___ RECORDS FOR THE TASK ___

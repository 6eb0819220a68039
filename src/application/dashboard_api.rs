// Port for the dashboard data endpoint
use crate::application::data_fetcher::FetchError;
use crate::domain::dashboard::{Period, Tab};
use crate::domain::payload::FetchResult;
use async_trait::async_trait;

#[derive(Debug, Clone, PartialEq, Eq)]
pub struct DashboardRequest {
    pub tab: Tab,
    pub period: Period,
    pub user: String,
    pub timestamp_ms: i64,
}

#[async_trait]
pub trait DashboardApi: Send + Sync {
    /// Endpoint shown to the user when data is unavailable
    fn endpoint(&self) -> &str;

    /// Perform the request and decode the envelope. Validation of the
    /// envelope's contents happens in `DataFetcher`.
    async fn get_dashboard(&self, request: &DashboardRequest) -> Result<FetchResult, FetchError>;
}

___

* WHAT NEEDS TO BE DONE *
Please copy exactly the lines from the one that contains "filename src/application/dashboard_api.rs" up to and including the final line of the listing above.

* COMPLETED TASK *
filename src/application/dashboard_api.rs
// Port for the dashboard data endpoint
use crate::application::data_fetcher::FetchError;
use crate::domain::dashboard::{Period, Tab};
use crate::domain::payload::FetchResult;
use async_trait::async_trait;

#[derive(Debug, Clone, PartialEq, Eq)]
pub struct DashboardRequest {
    pub tab: Tab,
    pub period: Period,
    pub user: String,
    pub timestamp_ms: i64,
}

#[async_trait]
pub trait DashboardApi: Send + Sync {
    /// Endpoint shown to the user when data is unavailable
    fn endpoint(&self) -> &str;

    /// Perform the request and decode the envelope. Validation of the
    /// envelope's contents happens in `DataFetcher`.
    async fn get_dashboard(&self, request: &DashboardRequest) -> Result<FetchResult, FetchError>;
}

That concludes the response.